*AIM OF THE EXERCISE*. Return, word for word, the lines running from the one that contains "the source changes" to the final line of the listing below.

*PROVIDED INFORMATION*.
□ □ □

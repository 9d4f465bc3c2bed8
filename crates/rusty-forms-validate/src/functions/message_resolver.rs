// File: rusty-forms-validate/src/functions/message_resolver.rs
// Purpose: Turn message parameters into display strings

use std::rc::Rc;

use crate::value::Value;

/// Notified when previously resolved strings may be stale
pub type UpdateListener = Rc<dyn Fn()>;

/// Produces message strings and announces when the source changes
/// (a locale switch, a new translation resource).
pub trait MessageResolver {
    fn resolve(&self, params: &[Value]) -> String;

    /// Adding the same listener twice has no effect
    fn add_update_listener(&self, listener: UpdateListener);

    fn remove_update_listener(&self, listener: &UpdateListener);
}

/// Stringifies the first parameter and never announces updates
#[derive(Debug, Default, Clone, Copy)]
pub struct DefaultMessageResolver;

impl MessageResolver for DefaultMessageResolver {
    fn resolve(&self, params: &[Value]) -> String {
        params.first().map(ToString::to_string).unwrap_or_default()
    }

    fn add_update_listener(&self, _listener: UpdateListener) {}

    fn remove_update_listener(&self, _listener: &UpdateListener) {}
}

□ □ □

*RESPONSE TO THE TASK*.
/// Produces message strings and announces when the source changes
/// (a locale switch, a new translation resource).
pub trait MessageResolver {
    fn resolve(&self, params: &[Value]) -> String;

    /// Adding the same listener twice has no effect
    fn add_update_listener(&self, listener: UpdateListener);

    fn remove_update_listener(&self, listener: &UpdateListener);
}

/// Stringifies the first parameter and never announces updates
#[derive(Debug, Default, Clone, Copy)]
pub struct DefaultMessageResolver;

impl MessageResolver for DefaultMessageResolver {
    fn resolve(&self, params: &[Value]) -> String {
        params.first().map(ToString::to_string).unwrap_or_default()
    }

    fn add_update_listener(&self, _listener: UpdateListener) {}

    fn remove_update_listener(&self, _listener: &UpdateListener) {}
}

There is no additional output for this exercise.